L'umore di Bitcoin martedì era tutt'altro che dorato. Dopo essere rimasto comodamente intorno a $115,500, la moneta arancione è scivolata su una buccia di banana, precipitando a un minimo intraday di $112,349. Questo rappresenta un calo dell'1,8% rispetto al dollaro statunitense mentre i trader si preparavano per il previsto taglio dei tassi della Federal Reserve.
Le ansie pre-Fed di Bitcoin
Wall Street, nel frattempo, era di umore migliore: Nasdaq, Dow e S&P 500 hanno tutti registrato guadagni prima dell'incontro del Federal Open Market Committee (FOMC).
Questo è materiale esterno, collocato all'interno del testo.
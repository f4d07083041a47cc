//! Leaderboard Snapshot
//!
//! Immutable, ranked result of one repository query together with the size
//! it was requested for and the instant it was loaded.

use std::time::Duration;

use tokio::time::Instant;

use crate::domain::User;

/// Ranked users captured at a point in time.
///
/// The users are detached copies owned by the snapshot; later changes to the
/// live records do not show up here.
#[derive(Debug, Clone)]
pub struct LeaderboardSnapshot {
    users: Vec<User>,
    size: usize,
    loaded_at: Instant,
}

impl LeaderboardSnapshot {
    /// Capture `users`, already in ranking order, as the answer for `size`.
    pub fn new(users: Vec<User>, size: usize, loaded_at: Instant) -> Self {
        Self {
            users,
            size,
            loaded_at,
        }
    }

    pub fn users(&self) -> &[User] {
        &self.users
    }

    /// Number of users the snapshot was requested for
    pub fn size(&self) -> usize {
        self.size
    }

    pub fn loaded_at(&self) -> Instant {
        self.loaded_at
    }

    /// Number of users actually held (at most `size`, fewer on a small store)
    pub fn len(&self) -> usize {
        self.users.len()
    }

    pub fn is_empty(&self) -> bool {
        self.users.is_empty()
    }

    pub fn age(&self, now: Instant) -> Duration {
        now.saturating_duration_since(self.loaded_at)
    }

    /// Whether this snapshot can answer a request for `requested` users.
    ///
    /// It must have been built for at least that many, and be younger than
    /// `expire_after` unless that is zero (never expires).
    pub fn is_usable(&self, requested: usize, expire_after: Duration, now: Instant) -> bool {
        if self.size < requested {
            return false;
        }
        expire_after.is_zero() || self.age(now) < expire_after
    }

    /// Copies of the first `n` users
    pub fn top(&self, n: usize) -> Vec<User> {
        self.users.iter().take(n).cloned().collect()
    }
}

#[cfg(test)]
mod tests {
    use super::*;
    use crate::domain::PlayTime;
    use uuid::Uuid;

    fn users(n: u128) -> Vec<User> {
        (1..=n)
            .map(|i| {
                User::with_playtime(
                    Uuid::from_u128(i),
                    format!("p{}", i),
                    PlayTime::from_secs((100 - i) as u64),
                )
                .unwrap()
            })
            .collect()
    }

    #[test]
    fn test_usable_by_size() {
        let now = Instant::now();
        let snapshot = LeaderboardSnapshot::new(users(10), 10, now);

        assert!(snapshot.is_usable(5, Duration::ZERO, now));
        assert!(snapshot.is_usable(10, Duration::ZERO, now));
        assert!(!snapshot.is_usable(11, Duration::ZERO, now));
    }

    #[test]
    fn test_small_store_still_counts_as_requested_size() {
        let now = Instant::now();
        // asked for 50, the store only had 3
        let snapshot = LeaderboardSnapshot::new(users(3), 50, now);

        assert!(snapshot.is_usable(50, Duration::ZERO, now));
        assert_eq!(snapshot.top(20).len(), 3);
    }

    #[test]
    fn test_usable_by_age() {
        let loaded = Instant::now();
        let ttl = Duration::from_secs(600);
        let snapshot = LeaderboardSnapshot::new(users(5), 5, loaded);

        assert!(snapshot.is_usable(5, ttl, loaded + Duration::from_secs(599)));
        assert!(!snapshot.is_usable(5, ttl, loaded + Duration::from_secs(600)));
        assert!(!snapshot.is_usable(5, ttl, loaded + Duration::from_secs(660)));
        // zero never expires
        assert!(snapshot.is_usable(5, Duration::ZERO, loaded + Duration::from_secs(86_400)));
    }

    #[test]
    fn test_top_is_prefix_copy() {
        let snapshot = LeaderboardSnapshot::new(users(5), 5, Instant::now());
        let top = snapshot.top(2);

        assert_eq!(top.len(), 2);
        assert_eq!(top[0].uuid(), Uuid::from_u128(1));
        assert_eq!(top[1].uuid(), Uuid::from_u128(2));

        top[0].set_playtime(PlayTime::ZERO);
        assert_eq!(snapshot.users()[0].playtime(), PlayTime::from_secs(99));
    }
}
Ma una volta suonata la campana di chiusura, le criptovalute hanno messo fine alla giornata. L'intero mercato degli asset digitali ora si attesta a $3.78 trilioni, in calo del 2.23% in 24 ore.
Prima nel corso della giornata, bitcoin ha persino flirtato con $116,077 prima che la gravità prendesse il sopravvento intorno alle 16:30. Il volume è balzato a $62.67 miliardi, ma sono principalmente ordini di vendita a colpire il nastro. Quella ondata di inchiostro rosso ha innescato il caos nell'arena dei derivati, dove $552.27 milioni in posizioni sono state liquidate tra 150,568 trader.